Listed entries:
:::::

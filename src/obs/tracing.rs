//! Span and event plumbing behind the `tracing` feature.
//!
//! Every item compiles to a no-op when the feature is off.

// self
use crate::{_prelude::*, error::ExchangeStage, obs::FlowKind};

/// Future returned by [`FlowSpan::instrument`]: the span-carrying wrapper under `tracing`, the
/// bare future otherwise.
#[cfg(feature = "tracing")]
pub type InstrumentedFlow<F> = tracing::instrument::Instrumented<F>;
/// Future returned by [`FlowSpan::instrument`]: the span-carrying wrapper under `tracing`, the
/// bare future otherwise.
#[cfg(not(feature = "tracing"))]
pub type InstrumentedFlow<F> = F;

/// `identity_broker.flow` span opened around one login or exchange call.
///
/// Fields are limited to `flow` and the entry point name; client secrets, codes and tokens are
/// never attached.
#[derive(Clone, Debug)]
pub struct FlowSpan {
	#[cfg(feature = "tracing")]
	span: tracing::Span,
}
impl FlowSpan {
	/// Opens the span for `entry` (e.g. `exchange_code`) of the `kind` flow.
	pub fn new(kind: FlowKind, entry: &'static str) -> Self {
		#[cfg(feature = "tracing")]
		{
			Self { span: tracing::info_span!("identity_broker.flow", flow = kind.as_str(), entry) }
		}
		#[cfg(not(feature = "tracing"))]
		{
			let _ = (kind, entry);

			Self {}
		}
	}

	/// Keeps the span entered until the returned guard drops. Only for code without `.await`.
	pub fn entered(self) -> FlowSpanGuard {
		#[cfg(feature = "tracing")]
		{
			FlowSpanGuard { guard: self.span.entered() }
		}
		#[cfg(not(feature = "tracing"))]
		{
			let _ = self;

			FlowSpanGuard {}
		}
	}

	/// Attaches the span to `fut` so it is re-entered on every poll.
	pub fn instrument<Fut>(&self, fut: Fut) -> InstrumentedFlow<Fut>
	where
		Fut: Future,
	{
		#[cfg(feature = "tracing")]
		{
			use tracing::Instrument;

			fut.instrument(self.span.clone())
		}
		#[cfg(not(feature = "tracing"))]
		{
			fut
		}
	}
}

/// Guard from [`FlowSpan::entered`]; leaves the span on drop.
pub struct FlowSpanGuard {
	#[cfg(feature = "tracing")]
	#[allow(dead_code)]
	guard: tracing::span::EnteredSpan,
}
impl Debug for FlowSpanGuard {
	fn fmt(&self, f: &mut Formatter) -> FmtResult {
		f.write_str("FlowSpanGuard(..)")
	}
}

/// Logs, at `debug`, which provider call answered, with its status and body size.
///
/// The status is informational only; the exchange decodes the body regardless.
pub fn record_response(stage: ExchangeStage, status: u16, body_len: usize) {
	#[cfg(feature = "tracing")]
	{
		tracing::debug!(stage = stage.as_str(), status, body_len, "Provider responded.");
	}
	#[cfg(not(feature = "tracing"))]
	{
		let _ = (stage, status, body_len);
	}
}
//! Login-with-provider flows: the authorize redirect and the code-for-identity exchange.

mod exchange;
mod login;

// self
use crate::{
	_prelude::*,
	auth::{ProviderCredentials, SecretString},
	http::IdentityHttpClient,
	provider::ProviderDescriptor,
};
#[cfg(feature = "reqwest")] use crate::http::ReqwestHttpClient;

#[cfg(feature = "reqwest")]
/// Broker specialized for the crate's default reqwest transport.
pub type ReqwestIdentityBroker = IdentityBroker<ReqwestHttpClient>;

/// Resolves provider users for one OAuth application.
///
/// The broker shares the caller's HTTP client and holds only immutable data, so a single
/// instance can serve concurrent callbacks. Each [`IdentityBroker::exchange_code`] call performs
/// the full token + profile round trip; nothing is cached between calls.
pub struct IdentityBroker<C>
where
	C: ?Sized + IdentityHttpClient,
{
	/// HTTP client shared with the embedding application.
	pub http_client: Arc<C>,
	/// Endpoints the broker talks to.
	pub descriptor: ProviderDescriptor,
	/// OAuth application credentials.
	pub credentials: ProviderCredentials,
}
impl<C> IdentityBroker<C>
where
	C: ?Sized + IdentityHttpClient,
{
	/// Creates a broker for GitHub's endpoints.
	///
	/// Inputs are stored verbatim; nothing is validated. The client is shared, so its timeouts,
	/// TLS settings, and pool stay under the caller's control.
	pub fn new(
		http_client: impl Into<Arc<C>>,
		client_id: impl Into<String>,
		client_secret: impl Into<SecretString>,
		callback_url: impl Into<String>,
	) -> Self {
		Self::with_credentials(
			http_client,
			ProviderCredentials::new(client_id, client_secret, callback_url),
		)
	}

	/// Creates a broker from pre-assembled credentials.
	pub fn with_credentials(
		http_client: impl Into<Arc<C>>,
		credentials: ProviderCredentials,
	) -> Self {
		Self {
			http_client: http_client.into(),
			descriptor: ProviderDescriptor::github(),
			credentials,
		}
	}

	/// Replaces the endpoint set.
	pub fn with_descriptor(mut self, descriptor: ProviderDescriptor) -> Self {
		self.descriptor = descriptor;

		self
	}
}
#[cfg(feature = "reqwest")]
impl IdentityBroker<ReqwestHttpClient> {
	/// Creates a GitHub broker with its own reqwest client built by
	/// [`ReqwestHttpClient::build_default`].
	pub fn with_default_client(
		client_id: impl Into<String>,
		client_secret: impl Into<SecretString>,
		callback_url: impl Into<String>,
	) -> Result<Self> {
		Ok(Self::new(ReqwestHttpClient::build_default()?, client_id, client_secret, callback_url))
	}
}
impl<C> Clone for IdentityBroker<C>
where
	C: ?Sized + IdentityHttpClient,
{
	fn clone(&self) -> Self {
		Self {
			http_client: Arc::clone(&self.http_client),
			descriptor: self.descriptor.clone(),
			credentials: self.credentials.clone(),
		}
	}
}
impl<C> Debug for IdentityBroker<C>
where
	C: ?Sized + IdentityHttpClient,
{
	fn fmt(&self, f: &mut Formatter) -> FmtResult {
		f.debug_struct("IdentityBroker")
			.field("descriptor", &self.descriptor)
			.field("credentials", &self.credentials)
			.finish()
	}
}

:::::

What to work on: Your answer must be the records themselves, output again exactly.

Solved exercise:
filename src/obs/tracing.rs
//! Span and event plumbing behind the `tracing` feature.
//!
//! Every item compiles to a no-op when the feature is off.

// self
use crate::{_prelude::*, error::ExchangeStage, obs::FlowKind};

/// Future returned by [`FlowSpan::instrument`]: the span-carrying wrapper under `tracing`, the
/// bare future otherwise.
#[cfg(feature = "tracing")]
pub type InstrumentedFlow<F> = tracing::instrument::Instrumented<F>;
/// Future returned by [`FlowSpan::instrument`]: the span-carrying wrapper under `tracing`, the
/// bare future otherwise.
#[cfg(not(feature = "tracing"))]
pub type InstrumentedFlow<F> = F;

/// `identity_broker.flow` span opened around one login or exchange call.
///
/// Fields are limited to `flow` and the entry point name; client secrets, codes and tokens are
/// never attached.
#[derive(Clone, Debug)]
pub struct FlowSpan {
	#[cfg(feature = "tracing")]
	span: tracing::Span,
}
impl FlowSpan {
	/// Opens the span for `entry` (e.g. `exchange_code`) of the `kind` flow.
	pub fn new(kind: FlowKind, entry: &'static str) -> Self {
		#[cfg(feature = "tracing")]
		{
			Self { span: tracing::info_span!("identity_broker.flow", flow = kind.as_str(), entry) }
		}
		#[cfg(not(feature = "tracing"))]
		{
			let _ = (kind, entry);

			Self {}
		}
	}

	/// Keeps the span entered until the returned guard drops. Only for code without `.await`.
	pub fn entered(self) -> FlowSpanGuard {
		#[cfg(feature = "tracing")]
		{
			FlowSpanGuard { guard: self.span.entered() }
		}
		#[cfg(not(feature = "tracing"))]
		{
			let _ = self;

			FlowSpanGuard {}
		}
	}

	/// Attaches the span to `fut` so it is re-entered on every poll.
	pub fn instrument<Fut>(&self, fut: Fut) -> InstrumentedFlow<Fut>
	where
		Fut: Future,
	{
		#[cfg(feature = "tracing")]
		{
			use tracing::Instrument;

			fut.instrument(self.span.clone())
		}
		#[cfg(not(feature = "tracing"))]
		{
			fut
		}
	}
}

/// Guard from [`FlowSpan::entered`]; leaves the span on drop.
pub struct FlowSpanGuard {
	#[cfg(feature = "tracing")]
	#[allow(dead_code)]
	guard: tracing::span::EnteredSpan,
}
impl Debug for FlowSpanGuard {
	fn fmt(&self, f: &mut Formatter) -> FmtResult {
		f.write_str("FlowSpanGuard(..)")
	}
}

/// Logs, at `debug`, which provider call answered, with its status and body size.
///
/// The status is informational only; the exchange decodes the body regardless.
pub fn record_response(stage: ExchangeStage, status: u16, body_len: usize) {
	#[cfg(feature = "tracing")]
	{
		tracing::debug!(stage = stage.as_str(), status, body_len, "Provider responded.");
	}
	#[cfg(not(feature = "tracing"))]
	{
		let _ = (stage, status, body_len);
	}
}
//! Login-with-provider flows: the authorize redirect and the code-for-identity exchange.

mod exchange;
mod login;

// self
use crate::{
	_prelude::*,
	auth::{ProviderCredentials, SecretString},
	http::IdentityHttpClient,
	provider::ProviderDescriptor,
};
#[cfg(feature = "reqwest")] use crate::http::ReqwestHttpClient;

#[cfg(feature = "reqwest")]
/// Broker specialized for the crate's default reqwest transport.
pub type ReqwestIdentityBroker = IdentityBroker<ReqwestHttpClient>;

/// Resolves provider users for one OAuth application.
///
/// The broker shares the caller's HTTP client and holds only immutable data, so a single
/// instance can serve concurrent callbacks. Each [`IdentityBroker::exchange_code`] call performs
/// the full token + profile round trip; nothing is cached between calls.
pub struct IdentityBroker<C>
where
	C: ?Sized + IdentityHttpClient,
{
	/// HTTP client shared with the embedding application.
	pub http_client: Arc<C>,
	/// Endpoints the broker talks to.
	pub descriptor: ProviderDescriptor,
	/// OAuth application credentials.
	pub credentials: ProviderCredentials,
}
impl<C> IdentityBroker<C>
where
	C: ?Sized + IdentityHttpClient,
{
	/// Creates a broker for GitHub's endpoints.
	///
	/// Inputs are stored verbatim; nothing is validated. The client is shared, so its timeouts,
	/// TLS settings, and pool stay under the caller's control.
	pub fn new(
		http_client: impl Into<Arc<C>>,
		client_id: impl Into<String>,
		client_secret: impl Into<SecretString>,
		callback_url: impl Into<String>,
	) -> Self {
		Self::with_credentials(
			http_client,
			ProviderCredentials::new(client_id, client_secret, callback_url),
		)
	}

	/// Creates a broker from pre-assembled credentials.
	pub fn with_credentials(
		http_client: impl Into<Arc<C>>,
		credentials: ProviderCredentials,
	) -> Self {
		Self {
			http_client: http_client.into(),
			descriptor: ProviderDescriptor::github(),
			credentials,
		}
	}

	/// Replaces the endpoint set.
	pub fn with_descriptor(mut self, descriptor: ProviderDescriptor) -> Self {
		self.descriptor = descriptor;

		self
	}
}
#[cfg(feature = "reqwest")]
impl IdentityBroker<ReqwestHttpClient> {
	/// Creates a GitHub broker with its own reqwest client built by
	/// [`ReqwestHttpClient::build_default`].
	pub fn with_default_client(
		client_id: impl Into<String>,
		client_secret: impl Into<SecretString>,
		callback_url: impl Into<String>,
	) -> Result<Self> {
		Ok(Self::new(ReqwestHttpClient::build_default()?, client_id, client_secret, callback_url))
	}
}
impl<C> Clone for IdentityBroker<C>
where
	C: ?Sized + IdentityHttpClient,
{
	fn clone(&self) -> Self {
		Self {
			http_client: Arc::clone(&self.http_client),
			descriptor: self.descriptor.clone(),
			credentials: self.credentials.clone(),
		}
	}
}
impl<C> Debug for IdentityBroker<C>
where
	C: ?Sized + IdentityHttpClient,
{
	fn fmt(&self, f: &mut Formatter) -> FmtResult {
		f.debug_struct("IdentityBroker")
			.field("descriptor", &self.descriptor)
			.field("credentials", &self.credentials)
			.finish()
	}
}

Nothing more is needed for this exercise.